**TASK GOAL:** Read through the material below and find each line that has the word "stays"; copy it.

**DATA EXCERPTS:**

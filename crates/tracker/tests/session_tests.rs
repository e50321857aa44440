//! Behavioural tests for `TrackingSession`.
//!
//! These exercise the full session wiring -- submission, poll loop,
//! fan-in, reconciliation, teardown -- against scripted in-memory
//! sources, without any network.

use std::collections::VecDeque;
use std::sync::atomic::{AtomicUsize, Ordering};
use std::sync::{Arc, Mutex};
use std::time::Duration;

use assert_matches::assert_matches;
use async_trait::async_trait;
use tokio::sync::mpsc::error::TrySendError;

use propgen_backend::SubmissionError;
use propgen_core::proposal::{Estimation, ProposalSnapshot};
use propgen_core::request::GenerateRequest;
use propgen_core::status::JobStatus;
use propgen_core::ProposalId;
use propgen_tracker::poll::PollConfig;
use propgen_tracker::{ProposalSource, TrackerState, TrackingSession};

// ---------------------------------------------------------------------------
// Scripted source
// ---------------------------------------------------------------------------

/// Source whose submit/fetch answers follow a fixed script.
///
/// `fetch` pops the next scripted snapshot; once the script runs dry it
/// keeps returning the last one.  Every fetch is counted.
struct ScriptedSource {
    submit_snapshot: ProposalSnapshot,
    script: Mutex<VecDeque<ProposalSnapshot>>,
    last: Mutex<ProposalSnapshot>,
    fetches: AtomicUsize,
}

impl ScriptedSource {
    fn new(
        submit_snapshot: ProposalSnapshot,
        script: Vec<ProposalSnapshot>,
    ) -> Arc<Self> {
        let last = script
            .last()
            .cloned()
            .unwrap_or_else(|| submit_snapshot.clone());
        Arc::new(Self {
            submit_snapshot,
            script: Mutex::new(script.into()),
            last: Mutex::new(last),
            fetches: AtomicUsize::new(0),
        })
    }

    fn fetch_count(&self) -> usize {
        self.fetches.load(Ordering::SeqCst)
    }
}

#[async_trait]
impl ProposalSource for ScriptedSource {
    async fn submit(
        &self,
        _request: &GenerateRequest,
    ) -> Result<ProposalSnapshot, SubmissionError> {
        Ok(self.submit_snapshot.clone())
    }

    async fn fetch(&self, _id: ProposalId) -> Result<ProposalSnapshot, SubmissionError> {
        self.fetches.fetch_add(1, Ordering::SeqCst);
        match self.script.lock().unwrap().pop_front() {
            Some(snapshot) => {
                *self.last.lock().unwrap() = snapshot.clone();
                Ok(snapshot)
            }
            None => Ok(self.last.lock().unwrap().clone()),
        }
    }
}

/// Source that rejects every submission with a validation error.
struct RejectingSource {
    fetches: AtomicUsize,
}

#[async_trait]
impl ProposalSource for RejectingSource {
    async fn submit(
        &self,
        _request: &GenerateRequest,
    ) -> Result<ProposalSnapshot, SubmissionError> {
        let body = r#"{"message":"The given data was invalid.","errors":{"brief":["too short"]}}"#;
        Err(SubmissionError::from_status(422, body.to_string()))
    }

    async fn fetch(&self, _id: ProposalId) -> Result<ProposalSnapshot, SubmissionError> {
        self.fetches.fetch_add(1, Ordering::SeqCst);
        panic!("fetch must never be called when submission failed");
    }
}

// ---------------------------------------------------------------------------
// Helpers
// ---------------------------------------------------------------------------

fn snap(id: i64, status: JobStatus) -> ProposalSnapshot {
    ProposalSnapshot::new(id, status)
}

fn completed(id: i64, content: &str) -> ProposalSnapshot {
    let mut s = snap(id, JobStatus::Completed);
    s.content = Some(content.into());
    s
}

fn request() -> GenerateRequest {
    GenerateRequest::new("b".repeat(60))
}

fn fast_poll() -> PollConfig {
    PollConfig {
        interval: Duration::from_millis(10),
    }
}

/// Poll interval long enough that polling never fires within a test.
fn idle_poll() -> PollConfig {
    PollConfig {
        interval: Duration::from_secs(3600),
    }
}

// ---------------------------------------------------------------------------
// Test: session converges to Completed via polling alone
// ---------------------------------------------------------------------------

#[tokio::test]
async fn converges_via_polling_alone() {
    let mut with_summary = snap(7, JobStatus::Processing);
    with_summary.summary = Some("A web shop".into());

    let source = ScriptedSource::new(
        snap(7, JobStatus::Pending),
        vec![
            snap(7, JobStatus::Processing),
            with_summary,
            completed(7, "Dear client..."),
        ],
    );

    let mut handle = TrackingSession::submit(Arc::clone(&source), &request(), fast_poll())
        .await
        .unwrap();

    assert_eq!(handle.ready().await, Some(7));

    match handle.current_state() {
        TrackerState::Completed(s) => {
            assert_eq!(s.summary.as_deref(), Some("A web shop"));
            assert_eq!(s.content.as_deref(), Some("Dear client..."));
            assert!(s.is_complete());
        }
        other => panic!("Expected Completed, got {other:?}"),
    }
}

// ---------------------------------------------------------------------------
// Test: no poll fetch is issued after the terminal transition
// ---------------------------------------------------------------------------

#[tokio::test]
async fn poll_ceases_on_terminal_state() {
    let source = ScriptedSource::new(
        snap(3, JobStatus::Pending),
        vec![snap(3, JobStatus::Processing), completed(3, "X")],
    );

    let mut handle = TrackingSession::submit(Arc::clone(&source), &request(), fast_poll())
        .await
        .unwrap();

    assert_eq!(handle.ready().await, Some(3));

    // Allow any in-flight tick to settle, then the count must freeze.
    tokio::time::sleep(Duration::from_millis(30)).await;
    let frozen = source.fetch_count();
    tokio::time::sleep(Duration::from_millis(100)).await;
    assert_eq!(source.fetch_count(), frozen);
}

// ---------------------------------------------------------------------------
// Test: teardown stops polling and forbids further mutation
// ---------------------------------------------------------------------------

#[tokio::test]
async fn teardown_stops_polling_and_mutation() {
    // Never reaches a terminal status on its own.
    let source = ScriptedSource::new(snap(5, JobStatus::Pending), vec![]);

    let handle = TrackingSession::submit(Arc::clone(&source), &request(), fast_poll())
        .await
        .unwrap();

    let watch = handle.state_watch();
    let injector = handle.update_sender();

    tokio::time::sleep(Duration::from_millis(35)).await;
    handle.shutdown().await;

    // Polling stops.
    let frozen = source.fetch_count();
    tokio::time::sleep(Duration::from_millis(60)).await;
    assert_eq!(source.fetch_count(), frozen);

    // A delayed push update can no longer mutate state: the session's
    // receiver is gone and the published state stays non-terminal.
    let late = completed(5, "too late");
    assert_matches!(injector.try_send(late), Err(TrySendError::Closed(_)));
    assert!(!watch.borrow().is_terminal());
}

// ---------------------------------------------------------------------------
// Test: validation failure surfaces the field map, no tracking starts
// ---------------------------------------------------------------------------

#[tokio::test]
async fn validation_error_surfaces_without_tracking() {
    let source = Arc::new(RejectingSource {
        fetches: AtomicUsize::new(0),
    });

    let result = TrackingSession::submit(Arc::clone(&source), &request(), fast_poll()).await;

    let err = result.err().expect("submission must fail");
    let fields = err.field_errors().expect("validation error expected");
    assert_eq!(fields["brief"], vec!["too short"]);

    // No job id was assigned, no poll loop ever ran.
    tokio::time::sleep(Duration::from_millis(50)).await;
    assert_eq!(source.fetches.load(Ordering::SeqCst), 0);
}

// ---------------------------------------------------------------------------
// Test: a failed job is terminal and never fires the ready signal
// ---------------------------------------------------------------------------

#[tokio::test]
async fn failed_job_is_terminal_without_ready() {
    let source = ScriptedSource::new(
        snap(9, JobStatus::Processing),
        vec![snap(9, JobStatus::Failed)],
    );

    let mut handle = TrackingSession::submit(Arc::clone(&source), &request(), fast_poll())
        .await
        .unwrap();

    // The ready signal never fires for a failed job.
    assert_eq!(handle.ready().await, None);
    assert_matches!(handle.current_state(), TrackerState::Failed(_));
}

// ---------------------------------------------------------------------------
// Test: push updates drive the session when polling is silent
// ---------------------------------------------------------------------------

#[tokio::test]
async fn push_updates_drive_session_without_polling() {
    let source = ScriptedSource::new(snap(11, JobStatus::Pending), vec![]);

    let mut handle = TrackingSession::submit(Arc::clone(&source), &request(), idle_poll())
        .await
        .unwrap();
    let push = handle.update_sender();

    let mut progress = snap(11, JobStatus::Processing);
    progress.scope = vec!["Design".into(), "Build".into()];
    progress.estimation = Some(Estimation {
        duration_days: 21,
        price: 9_000_000.0,
    });
    push.send(progress).await.unwrap();
    push.send(completed(11, "Final text")).await.unwrap();

    assert_eq!(handle.ready().await, Some(11));

    match handle.current_state() {
        TrackerState::Completed(s) => {
            assert_eq!(s.scope.len(), 2);
            assert_eq!(s.content.as_deref(), Some("Final text"));
        }
        other => panic!("Expected Completed, got {other:?}"),
    }
    assert_eq!(source.fetch_count(), 0);
}

// ---------------------------------------------------------------------------
// Test: duplicate completion reports fire the ready signal once
// ---------------------------------------------------------------------------

#[tokio::test]
async fn duplicate_completion_fires_ready_once() {
    let source = ScriptedSource::new(snap(13, JobStatus::Processing), vec![]);

    let mut handle = TrackingSession::submit(Arc::clone(&source), &request(), idle_poll())
        .await
        .unwrap();
    let push = handle.update_sender();

    // Both "sources" report completion in the same tick window.
    push.send(completed(13, "X")).await.unwrap();
    push.send(completed(13, "X")).await.unwrap();

    assert_eq!(handle.ready().await, Some(13));
    // The signal is one-shot; asking again yields nothing.
    assert_eq!(handle.ready().await, None);
}

// ---------------------------------------------------------------------------
// Test: stale poll response queued behind the push completion still
// fills empty fields, and the state stays Completed
// ---------------------------------------------------------------------------

#[tokio::test]
async fn stale_update_in_terminal_window_fills_fields() {
    let source = ScriptedSource::new(snap(17, JobStatus::Processing), vec![]);

    let mut handle = TrackingSession::submit(Arc::clone(&source), &request(), idle_poll())
        .await
        .unwrap();
    let push = handle.update_sender();

    // Completion arrives first; the stale snapshot (issued earlier,
    // resolving later) is already queued right behind it.
    push.send(completed(17, "X")).await.unwrap();
    let mut stale = snap(17, JobStatus::Processing);
    stale.scope = vec!["Discovery".into()];
    push.send(stale).await.unwrap();

    assert_eq!(handle.ready().await, Some(17));

    let watch = handle.state_watch();
    handle.shutdown().await;

    match watch.borrow().clone() {
        TrackerState::Completed(s) => {
            assert_eq!(s.content.as_deref(), Some("X"));
            assert_eq!(s.scope, vec!["Discovery"]);
        }
        other => panic!("Expected Completed, got {other:?}"),
    };
}

// ---------------------------------------------------------------------------
// Test: a synchronously-completed submission is ready immediately
// ---------------------------------------------------------------------------

#[tokio::test]
async fn synchronously_completed_submission_is_ready_immediately() {
    let source = ScriptedSource::new(completed(21, "instant"), vec![]);

    let mut handle = TrackingSession::submit(Arc::clone(&source), &request(), fast_poll())
        .await
        .unwrap();

    assert_eq!(handle.ready().await, Some(21));
    assert_matches!(handle.current_state(), TrackerState::Completed(_));

    // No poll loop was ever started for a job born terminal.
    tokio::time::sleep(Duration::from_millis(50)).await;
    assert_eq!(source.fetch_count(), 0);
}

**SOLUTION TO THIS PROBLEM:**
    // receiver is gone and the published state stays non-terminal.
// fills empty fields, and the state stays Completed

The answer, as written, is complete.